How to handle Discourse backups?

How should we handle Discourse backups? The two options we’re considering are use only GitHub to store our files (without passwords, etc.) or use GitHub plus AWS S3 or something similar. It’ll be just /var/www/discourse. I’d prefer the latter, because I’m not a fan of having a single place to store our backups. In addition, GitHub has no sort of SLA, while AWS has 99.999999999% data durability guarantee for S3.

Thoughts?

Removing passwords would mean we can’t completely automate the backups, and
ideally the backups are compressed and encrypted.

Right, forgot about that. I personally think our best route would be something like this script which can handle encryption and then syncing to S3.

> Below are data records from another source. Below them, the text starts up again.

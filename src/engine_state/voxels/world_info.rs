//! # World Info Module
//!
//! The per-world configuration chosen when a world is created and read back every time
//! it is loaded.

use std::{fs, path::Path};

use serde::{Deserialize, Serialize};

use crate::engine_state::error::PersistenceError;

/// The terrain shape of a world.
#[derive(Debug, Clone, Copy, Default, PartialEq, Eq, Hash, Serialize, Deserialize)]
pub enum WorldType {
    /// Bedrock, two layers of dirt and a dirt/grass surface at Y=3. No structures
    /// except the occasional well.
    Flat,
    /// Rolling hills with caves, ores, trees, wells and cave entrances.
    #[default]
    Default,
    /// The default terrain clipped into islands floating over the void.
    FloatingIslands,
}

/// Configuration of a world, stored as JSON next to its chunk saves.
///
/// # Examples
///
/// ```
/// use voxel_world::engine_state::voxels::world_info::{WorldInfo, WorldType};
///
/// let info: WorldInfo = serde_json::from_str(r#"{ "id": 3, "name": "hills", "seed": 42 }"#).unwrap();
/// assert_eq!(info.world_type, WorldType::Default);
/// assert_eq!(info.time, 0);
/// ```
#[derive(Debug, Clone, PartialEq, Eq, Serialize, Deserialize)]
pub struct WorldInfo {
    pub id: i32,
    pub name: String,
    pub seed: i32,
    #[serde(default)]
    pub world_type: WorldType,
    /// Ticks elapsed in the world.
    #[serde(default)]
    pub time: u32,
}

impl WorldInfo {
    pub fn new(name: &str, seed: i32, world_type: WorldType) -> Self {
        WorldInfo {
            id: 0,
            name: name.to_string(),
            seed,
            world_type,
            time: 0,
        }
    }

    /// Reads a world description from a JSON file.
    pub fn load(path: impl AsRef<Path>) -> Result<Self, PersistenceError> {
        let text = fs::read_to_string(path)?;
        Ok(serde_json::from_str(&text)?)
    }

    /// Writes the world description as pretty-printed JSON.
    pub fn save(&self, path: impl AsRef<Path>) -> Result<(), PersistenceError> {
        fs::write(path, serde_json::to_string_pretty(self)?)?;
        Ok(())
    }
}

impl std::fmt::Display for WorldInfo {
    fn fmt(&self, f: &mut std::fmt::Formatter<'_>) -> std::fmt::Result {
        write!(
            f,
            "id[{}] name[{}] seed[{}] type[{:?}] time[{}]",
            self.id, self.name, self.seed, self.world_type, self.time
        )
    }
}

I’m not sure that we need to be backing up anything that’s in a git repo.
If the servers need restoring, you do git pull. If for some crazy reason (which I’m yet to find), GitHub suddenly crashes and loses all of our stuff, we go do git remote add , git push

You mention passwords. Do you mean the passwords for the DB?

Before this turns into another argument that leads nowhere, maybe @mrz or
@wdowling can chime in with some advice?

I see where tad is coming from. We ideally shouldn’t be modifying any core files of Discourse, so a checkout of a previous version is generally enough to restore. But we should definitely be backing up our config files somewhere, as they are obviously not stored in Discourse’s official repo.

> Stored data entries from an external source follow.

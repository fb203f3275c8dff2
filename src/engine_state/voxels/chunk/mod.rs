//! # Chunk Module
//!
//! This module provides [`ChunkData`], the owner of one 16×256×16 column of the world, and
//! the lifecycle it goes through before anything else may read it.
//!
//! ## Lifecycle
//!
//! A chunk passes three one-way latches:
//! 1. `terrain_ready`: the raw grid and structure list were generated
//! 2. `details_started`: detail resolution was handed to a worker
//! 3. `chunk_ready`: structures and saved edits were applied and the height index built
//!
//! Each latch is flipped with release ordering only after the data it guards has been
//! written, and polled with acquire ordering, so a caller that observes a latch also
//! observes the finished data. Reads through [`ChunkData::read`] are refused until
//! `chunk_ready`.
//!
//! ## Storage
//!
//! The grid is dense (one byte per voxel, see [`BlockGrid`]). A chunk is 64 KiB of
//! blocks plus a 256 byte height index, small enough that a 3×3 neighborhood is cheap to
//! keep in memory while meshing.

use std::{
    collections::HashMap,
    sync::{
        atomic::{AtomicBool, Ordering},
        Arc, RwLockReadGuard,
    },
};

use cgmath::{Point2, Point3};
use log::debug;

use crate::{
    core::{Latch, MtResource},
    engine_state::{
        error::{ChunkError, PersistenceError},
        voxels::{
            block::{block_type::BlockType, BlockRegistry},
            generation::structures::StructureRequest,
            persistence::{BlockChange, SaveRecord, SaveStore},
            tasks::{
                detail_resolution_task::DetailResolutionTask,
                terrain_generation_task::TerrainGenerationTask,
            },
        },
        WorldContext,
    },
};

use block_grid::BlockGrid;
use height_index::HeightIndex;

pub mod block_grid;
pub mod height_index;

/// Width and depth of a chunk in blocks.
pub const CHUNK_WIDTH: usize = 16;
/// Height of a chunk (and of the world) in blocks.
pub const CHUNK_HEIGHT: usize = 256;

/// Position of a chunk in the world grid, `x` east and `y` south (world Z).
pub type ChunkPosition = Point2<i32>;

/// Result of reading a block that may live in a chunk that is not loaded yet.
#[derive(Debug, Clone, Copy, PartialEq, Eq)]
pub enum BlockLookup {
    Loaded(BlockType),
    /// The chunk is missing, still generating, or the position is above/below the world.
    Unavailable,
}

impl BlockLookup {
    pub fn loaded(self) -> Option<BlockType> {
        match self {
            BlockLookup::Loaded(block_type) => Some(block_type),
            BlockLookup::Unavailable => None,
        }
    }
}

/// The data of a chunk guarded by its lock.
///
/// Only the worker running the current phase writes it before `chunk_ready`; afterwards
/// writes go through [`ChunkData::modify`].
#[derive(Debug, Default)]
pub struct ChunkContents {
    pub(crate) blocks: BlockGrid,
    pub(crate) structures: Vec<StructureRequest>,
    pub(crate) light_sources: HashMap<Point3<i32>, u8>,
    pub(crate) height_index: HeightIndex,
    pub(crate) save_record: SaveRecord,
}

impl ChunkContents {
    pub fn blocks(&self) -> &BlockGrid {
        &self.blocks
    }

    /// Structures recorded by terrain generation, still pending until details resolve.
    pub fn structures(&self) -> &[StructureRequest] {
        &self.structures
    }

    /// Emitting blocks by local position.
    pub fn light_sources(&self) -> &HashMap<Point3<i32>, u8> {
        &self.light_sources
    }

    pub fn height_index(&self) -> &HeightIndex {
        &self.height_index
    }

    pub fn save_record(&self) -> &SaveRecord {
        &self.save_record
    }

    /// Registers `block_type` at a local position as a light source, or removes a
    /// previous registration when it does not emit.
    pub(crate) fn update_light_source(&mut self, position: Point3<i32>, block_type: BlockType, registry: &BlockRegistry) {
        match registry.emitted_light(block_type) {
            0 => {
                self.light_sources.remove(&position);
            }
            level => {
                self.light_sources.insert(position, level);
            }
        }
    }
}

/// One chunk of the world and its loading state.
///
/// Shared between the scheduler and its workers as `Arc<ChunkData>`.
///
/// # Examples
///
/// ```
/// use cgmath::Point2;
/// use voxel_world::engine_state::voxels::{
///     block::{block_type::BlockType, BlockRegistry},
///     chunk::{block_grid::BlockGrid, ChunkData},
/// };
///
/// let mut grid = BlockGrid::new();
/// grid.set(0, 0, 0, BlockType::Bedrock);
/// let chunk = ChunkData::from_blocks(Point2::new(0, 0), grid, &BlockRegistry::new());
///
/// chunk.modify(0, 1, 0, BlockType::Stone, &BlockRegistry::new()).unwrap();
/// assert!(chunk.is_dirty());
/// assert_eq!(chunk.read().unwrap().height_index().get(0, 0), 1);
/// ```
#[derive(Debug)]
pub struct ChunkData {
    position: ChunkPosition,
    terrain_ready: Latch,
    details_started: Latch,
    chunk_ready: Latch,
    dirty: AtomicBool,
    contents: MtResource<ChunkContents>,
}

impl ChunkData {
    /// An empty chunk waiting for terrain generation.
    pub fn new(position: ChunkPosition) -> Self {
        ChunkData {
            position,
            terrain_ready: Latch::new(),
            details_started: Latch::new(),
            chunk_ready: Latch::new(),
            dirty: AtomicBool::new(false),
            contents: MtResource::new(ChunkContents {
                save_record: SaveRecord::new(position),
                ..ChunkContents::default()
            }),
        }
    }

    /// A chunk built directly from a finished grid, skipping generation.
    ///
    /// All latches are set, emitting blocks are registered as light sources and the height
    /// index is built, exactly as if detail resolution had produced `blocks`.
    pub fn from_blocks(position: ChunkPosition, blocks: BlockGrid, registry: &BlockRegistry) -> Self {
        let chunk = ChunkData::new(position);
        {
            let mut contents = chunk.contents.get_mut();
            for y in 0..CHUNK_HEIGHT {
                for z in 0..CHUNK_WIDTH {
                    for x in 0..CHUNK_WIDTH {
                        let block_type = blocks.get(x, y, z);
                        if registry.emitted_light(block_type) > 0 {
                            let local = Point3::new(x as i32, y as i32, z as i32);
                            contents.update_light_source(local, block_type, registry);
                        }
                    }
                }
            }
            contents.height_index = HeightIndex::from_grid(&blocks);
            contents.blocks = blocks;
        }
        chunk.terrain_ready.set();
        chunk.details_started.set();
        chunk.chunk_ready.set();
        chunk
    }

    pub fn position(&self) -> ChunkPosition {
        self.position
    }

    pub fn is_terrain_ready(&self) -> bool {
        self.terrain_ready.is_set()
    }

    pub fn has_started_details(&self) -> bool {
        self.details_started.is_set()
    }

    pub fn is_chunk_ready(&self) -> bool {
        self.chunk_ready.is_set()
    }

    /// Whether the chunk was modified since it was loaded.
    pub fn is_dirty(&self) -> bool {
        self.dirty.load(Ordering::Acquire)
    }

    /// The task generating this chunk's raw terrain.
    ///
    /// `terrain_ready` flips when the task has run.
    pub fn start_terrain_generation(self: &Arc<Self>, context: &Arc<WorldContext>) -> TerrainGenerationTask {
        TerrainGenerationTask::new(self.clone(), context.clone())
    }

    /// The task applying structures and saved edits, flipping `chunk_ready` when done.
    ///
    /// The save record is loaded here, on the caller's thread, so a storage failure is
    /// reported before the detail phase is claimed and the call can be retried.
    pub fn start_detail_resolution(
        self: &Arc<Self>,
        context: &Arc<WorldContext>,
        neighbors: ChunkNeighbors,
        store: &dyn SaveStore,
    ) -> Result<DetailResolutionTask, ChunkError> {
        if !self.is_terrain_ready() {
            return Err(ChunkError::TerrainNotReady {
                position: self.position,
            });
        }
        if self.has_started_details() {
            return Err(ChunkError::DetailsAlreadyStarted {
                position: self.position,
            });
        }
        let record = store.load(self.position)?;
        if !self.claim_details() {
            return Err(ChunkError::DetailsAlreadyStarted {
                position: self.position,
            });
        }
        Ok(DetailResolutionTask::new(
            self.clone(),
            context.clone(),
            neighbors,
            record,
        ))
    }

    /// Read access to a finished chunk.
    pub fn read(&self) -> Result<RwLockReadGuard<'_, ChunkContents>, ChunkError> {
        if !self.is_chunk_ready() {
            return Err(ChunkError::NotReady {
                position: self.position,
            });
        }
        Ok(self.contents.get())
    }

    /// The block at a local position, `Unavailable` until the chunk is ready.
    pub fn block_at(&self, x: i32, y: i32, z: i32) -> BlockLookup {
        match self.read() {
            Ok(contents) => contents
                .blocks
                .get_checked(x, y, z)
                .map_or(BlockLookup::Unavailable, BlockLookup::Loaded),
            Err(_) => BlockLookup::Unavailable,
        }
    }

    /// Places `block_type` at a local position of a ready chunk.
    ///
    /// Updates the grid, the save record, the height index and the light sources, and
    /// marks the chunk dirty. Callers serialize modifications of one chunk.
    pub fn modify(
        &self,
        x: i32,
        y: i32,
        z: i32,
        block_type: BlockType,
        registry: &BlockRegistry,
    ) -> Result<(), ChunkError> {
        if !self.is_chunk_ready() {
            return Err(ChunkError::NotReady {
                position: self.position,
            });
        }
        if !BlockGrid::in_bounds(x, y, z) {
            return Err(ChunkError::OutOfBounds { x, y, z });
        }
        let (ux, uy, uz) = (x as usize, y as usize, z as usize);

        let mut guard = self.contents.get_mut();
        let contents = &mut *guard;
        contents
            .save_record
            .changes
            .push(BlockChange::new(ux as u8, uy as u8, uz as u8, block_type));
        contents.blocks.set(ux, uy, uz, block_type);
        contents
            .height_index
            .block_changed(&contents.blocks, ux, uy, uz, block_type);
        contents.update_light_source(Point3::new(x, y, z), block_type, registry);
        self.dirty.store(true, Ordering::Release);

        debug!(
            "Chunk ({}, {}) set ({x}, {y}, {z}) to {block_type:?}, column top now {}",
            self.position.x,
            self.position.y,
            contents.height_index.get(ux, uz)
        );
        Ok(())
    }

    /// Saves the chunk's edits if it was modified. Returns whether a save happened.
    pub fn unload(&self, store: &dyn SaveStore) -> Result<bool, PersistenceError> {
        if !self.is_dirty() {
            return Ok(false);
        }
        let record = self.contents.get().save_record.clone();
        store.save(&record)?;
        self.dirty.store(false, Ordering::Release);
        Ok(true)
    }

    pub(crate) fn contents(&self) -> &MtResource<ChunkContents> {
        &self.contents
    }

    pub(crate) fn mark_terrain_ready(&self) {
        if self.terrain_ready.set() {
            debug!("Chunk ({}, {}) terrain ready", self.position.x, self.position.y);
        }
    }

    /// Claims the detail phase; false if it was already claimed.
    pub(crate) fn claim_details(&self) -> bool {
        self.details_started.set()
    }

    pub(crate) fn mark_chunk_ready(&self) {
        if self.chunk_ready.set() {
            debug!("Chunk ({}, {}) ready", self.position.x, self.position.y);
        }
    }
}

/// The four cardinal neighbors handed to detail resolution.
///
/// Held only by the running task and dropped with it.
#[derive(Debug, Clone, Default)]
pub struct ChunkNeighbors {
    /// +Z
    pub front: Option<Arc<ChunkData>>,
    /// -Z
    pub back: Option<Arc<ChunkData>>,
    /// -X
    pub left: Option<Arc<ChunkData>>,
    /// +X
    pub right: Option<Arc<ChunkData>>,
}

impl ChunkNeighbors {
    pub fn none() -> Self {
        Self::default()
    }

    /// Number of neighbors supplied.
    pub fn count(&self) -> usize {
        [&self.front, &self.back, &self.left, &self.right]
            .iter()
            .filter(|neighbor| neighbor.is_some())
            .count()
    }
}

I guess I could play devil’s advocate and say, “Hey, we don’t control Discourse’s repository! What if it gets completely borked and we can’t restore a previous version?” In that case, to play it safe, we could back up our entire installation for redundancy. I’d like some more input on whether that would be a necessary thing.

Config files should be in a git repo, and we should have a fork of Discourse (with our configs)
Passwords should be stripped, and we can add them back in using something similar to what JP uses. S3 bucket containing files with passwords, shell script which downloads them and echos them to where they are needed. We can execute the script using puppet.

I can understand that redundancy is important, but we could go forever on adding more redundancy. Think about it this way:
Our Git Repo = Mirror of web01 = Mirror of web02

Remember that everytime we add another node, that again is another mirror

I like the idea of storing our configs in Git. Is there a away to take snapshots of the server images in AWS?

1 Like

Yup. However, restoring from them requires creating a new instance, according to @yousef.

That’s fine and expected - pretty much the same as in HP.

It’s also best the server is shut down, according to Amazon, otherwise it may not properly copy everything over.